After witnessing San Diego Comic Opera’s limp and decidedly unsympathetic romp through Sigmund Romberg’s 1926 operetta “The Desert Song,” it is difficult to understand why they did it. To cash in on 1920s nostalgia? To revive a few grand old tunes from the final gilded age of American operetta?

Artistic director Leon Natker selected this vintage vehicle to open the local company’s 1991-92 season Friday night at the Casa del Prado Theatre.

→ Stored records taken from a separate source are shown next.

use std::path::PathBuf;

#[derive(Debug, Clone, PartialEq)]
pub enum Operation {
    Add { path: PathBuf, content: String },
    Delete { path: PathBuf },
    Move { from: PathBuf, to: PathBuf },
    /// Edits `path`, and when `move_to` is set writes the result there and
    /// removes `path`. Either all of it happens or none of it.
    Update {
        path: PathBuf,
        move_to: Option<PathBuf>,
        hunks: Vec<Hunk>,
    },
}

impl Operation {
    pub fn kind(&self) -> OperationKind {
        match self {
            Operation::Add { .. } => OperationKind::Add,
            Operation::Delete { .. } => OperationKind::Delete,
            Operation::Move { .. } => OperationKind::Move,
            Operation::Update { .. } => OperationKind::Update,
        }
    }

    /// Paths touched by the operation, source first for moves.
    pub fn paths(&self) -> Vec<PathBuf> {
        match self {
            Operation::Add { path, .. }
            | Operation::Delete { path }
            | Operation::Update {
                path, move_to: None, ..
            } => vec![path.clone()],
            Operation::Move { from, to }
            | Operation::Update {
                path: from,
                move_to: Some(to),
                ..
            } => vec![from.clone(), to.clone()],
        }
    }
}

#[derive(Debug, Clone, Copy, PartialEq, Eq)]
pub enum OperationKind {
    Add,
    Delete,
    Move,
    Update,
}

impl std::fmt::Display for OperationKind {
    fn fmt(&self, f: &mut std::fmt::Formatter<'_>) -> std::fmt::Result {
        let name = match self {
            OperationKind::Add => "add",
            OperationKind::Delete => "delete",
            OperationKind::Move => "move",
            OperationKind::Update => "update",
        };
        f.write_str(name)
    }
}

#[derive(Debug, Clone, PartialEq)]
pub enum HunkLine {
    Context(String),
    Add(String),
    Remove(String),
}

impl HunkLine {
    fn is_change(&self) -> bool {
        !matches!(self, HunkLine::Context(_))
    }
}

/// One located edit inside an update.
///
/// `scope` holds the `@@ <text>` headers that name the enclosing structure
/// (a class, a function). `lines` is the body in patch order. The views below
/// split that body into the parts the matcher and disambiguator work with:
///
/// ```text
///   leading_context   ' ' lines before the first change
///   old_lines/new_lines  first change ..= last change (interior context kept)
///   trailing_context  ' ' lines after the last change
/// ```
#[derive(Debug, Clone, PartialEq, Default)]
pub struct Hunk {
    pub scope: Vec<String>,
    pub lines: Vec<HunkLine>,
    pub at_eof: bool,
}

impl Hunk {
    /// Index range of `lines` covering the first through last change.
    fn changed_range(&self) -> std::ops::Range<usize> {
        let first = self.lines.iter().position(HunkLine::is_change);
        let last = self.lines.iter().rposition(HunkLine::is_change);
        match (first, last) {
            (Some(first), Some(last)) => first..last + 1,
            _ => self.lines.len()..self.lines.len(),
        }
    }

    pub fn has_changes(&self) -> bool {
        self.lines.iter().any(HunkLine::is_change)
    }

    pub fn changed(&self) -> &[HunkLine] {
        &self.lines[self.changed_range()]
    }

    pub fn leading_context(&self) -> Vec<&str> {
        pre_image(&self.lines[..self.changed_range().start])
    }

    pub fn trailing_context(&self) -> Vec<&str> {
        pre_image(&self.lines[self.changed_range().end..])
    }

    pub fn old_lines(&self) -> Vec<&str> {
        pre_image(self.changed())
    }

    pub fn new_lines(&self) -> Vec<&str> {
        self.changed()
            .iter()
            .filter_map(|line| match line {
                HunkLine::Context(s) | HunkLine::Add(s) => Some(s.as_str()),
                HunkLine::Remove(_) => None,
            })
            .collect()
    }

    /// Every pre-image line of the hunk, in order.
    pub fn anchor_context(&self) -> Vec<&str> {
        pre_image(&self.lines)
    }
}

fn pre_image(lines: &[HunkLine]) -> Vec<&str> {
    lines
        .iter()
        .filter_map(|line| match line {
            HunkLine::Context(s) | HunkLine::Remove(s) => Some(s.as_str()),
            HunkLine::Add(_) => None,
        })
        .collect()
}

/// A window of the current file that may correspond to a hunk's anchor.
#[derive(Debug, Clone, Copy, PartialEq)]
pub struct MatchCandidate {
    pub start_line: usize,
    pub end_line: usize,
    pub score: f64,
    pub exact_overlap: usize,
}

impl MatchCandidate {
    pub fn len(&self) -> usize {
        self.end_line - self.start_line
    }

    pub fn is_empty(&self) -> bool {
        self.start_line == self.end_line
    }
}
use crate::config::MatchConfig;
use crate::error::{PatchError, Result};
use crate::matcher::overlap;
use crate::normalize::{indent_width, normalize};
use crate::types::MatchCandidate;
use log::debug;

/// What the disambiguator may look at besides the candidates themselves.
///
/// `before` and `after` are the hunk's anchor lines that were not part of the
/// searched pattern, nearest line last / first respectively.
pub struct Surroundings<'a> {
    pub file_lines: &'a [String],
    pub before: &'a [&'a str],
    pub after: &'a [&'a str],
    pub scope: &'a [String],
    pub previous_end: Option<usize>,
    pub config: &'a MatchConfig,
}

/// Reduces the candidates to exactly one. Candidates outside every scope line
/// are dropped first; then best score, best surrounding context, most
/// byte-exact lines, and finally nearest to the previously applied hunk.
pub fn resolve(candidates: Vec<MatchCandidate>, around: &Surroundings) -> Result<MatchCandidate> {
    let mut remaining = candidates;
    if !around.scope.is_empty() {
        let before = remaining.len();
        remaining.retain(|c| scope_hits(c, around) > 0);
        if remaining.len() < before {
            debug!(
                "scope {:?} ruled out {} of {} candidate(s)",
                around.scope,
                before - remaining.len(),
                before
            );
        }
    }
    if remaining.is_empty() {
        return Err(PatchError::NoMatch {
            hunk: 0,
            preview: String::new(),
        });
    }

    let best_score = remaining
        .iter()
        .map(|c| c.score)
        .fold(f64::MIN, f64::max);
    remaining.retain(|c| c.score >= best_score);

    if remaining.len() > 1 {
        let fits: Vec<(usize, usize)> = remaining.iter().map(|c| context_fit(c, around)).collect();
        let best_fit = fits.iter().copied().max().unwrap_or_default();
        debug!(
            "{} tied candidate(s), context fits {:?}, keeping {:?}",
            remaining.len(),
            fits,
            best_fit
        );
        remaining = remaining
            .into_iter()
            .zip(fits)
            .filter(|(_, fit)| *fit == best_fit)
            .map(|(c, _)| c)
            .collect();
    }

    if remaining.len() > 1 {
        let most_exact = remaining
            .iter()
            .map(|c| c.exact_overlap)
            .max()
            .unwrap_or_default();
        remaining.retain(|c| c.exact_overlap == most_exact);
    }

    if remaining.len() > 1 {
        if let Some(anchor) = around.previous_end {
            let distance = |c: &MatchCandidate| c.start_line.abs_diff(anchor);
            let nearest = remaining.iter().map(distance).min().unwrap_or_default();
            remaining.retain(|c| distance(c) == nearest);
            debug!(
                "proximity to line {} left {} candidate(s)",
                anchor + 1,
                remaining.len()
            );
        }
    }

    match remaining.as_slice() {
        [only] => Ok(*only),
        _ => Err(PatchError::AmbiguousMatch {
            hunk: 0,
            candidates: remaining.iter().map(|c| c.start_line + 1).collect(),
        }),
    }
}

/// Fuzzy and exact agreement between the file around `candidate` and the
/// hunk's outer context, plus scope lines found in the enclosing structure.
fn context_fit(candidate: &MatchCandidate, around: &Surroundings) -> (usize, usize) {
    let window = around.config.context_window;
    let lines = around.file_lines;

    let take_above = window.min(around.before.len()).min(candidate.start_line);
    let above: Vec<&str> = (1..=take_above)
        .map(|k| lines[candidate.start_line - k].as_str())
        .collect();
    let wanted_above: Vec<&str> = around.before.iter().rev().take(take_above).copied().collect();
    let (fuzzy_above, exact_above) = overlap(&above, &wanted_above);

    let take_below = window
        .min(around.after.len())
        .min(lines.len() - candidate.end_line);
    let below = &lines[candidate.end_line..candidate.end_line + take_below];
    let (fuzzy_below, exact_below) = overlap(below, &around.after[..take_below]);

    (
        fuzzy_above + fuzzy_below + scope_hits(candidate, around),
        exact_above + exact_below,
    )
}

/// How many scope lines appear in the candidate's enclosing structure.
fn scope_hits(candidate: &MatchCandidate, around: &Surroundings) -> usize {
    if around.scope.is_empty() {
        return 0;
    }
    let lines = around.file_lines;
    let chain = enclosing_structure(lines, candidate.start_line, around.config.tab_width);
    around
        .scope
        .iter()
        .filter(|s| {
            let wanted = normalize(s);
            chain.iter().any(|&i| normalize(&lines[i]) == wanted)
        })
        .count()
}

/// Indices of the lines that structurally enclose `start`: its first non-blank
/// line, then each line above whose indentation is strictly smaller than all
/// indentation seen so far, up to the outermost level.
pub fn enclosing_structure(lines: &[String], start: usize, tab_width: usize) -> Vec<usize> {
    let is_blank = |i: usize| lines[i].trim().is_empty();
    let Some(first) = (start..lines.len()).find(|&i| !is_blank(i)) else {
        return Vec::new();
    };

    let mut chain = vec![first];
    let mut current = indent_width(&lines[first], tab_width);
    let mut i = first;
    while current > 0 && i > 0 {
        i -= 1;
        if is_blank(i) {
            continue;
        }
        let indent = indent_width(&lines[i], tab_width);
        if indent < current {
            chain.push(i);
            current = indent;
        }
    }
    chain
}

Romberg’s most successful operetta after “The Student Prince,” “The Desert Song” is a highly improbable desert romantic saga originally designed to exploit interest in the North African Riff uprisings against colonial powers.

Romberg loaded his score with memorable songs such as “One Alone,” “Blue Heaven” and “The Riff Song,” as well as enough rousing martial music to keep the French Legionnaires marching until World War II. The plot is a maze of improbabilities woven around a love triangle involving the masked Red Shadow, leader of the Riffs, the French bombshell Margot Bonvalet and Bonvalet’s intended, captain of the French cavalry Paul Fontaine. Even the 1926 New York newspaper critics found the plot contrived and the book by Otto Harbach, Oscar Hammerstein III and Frank Mandel uninspired.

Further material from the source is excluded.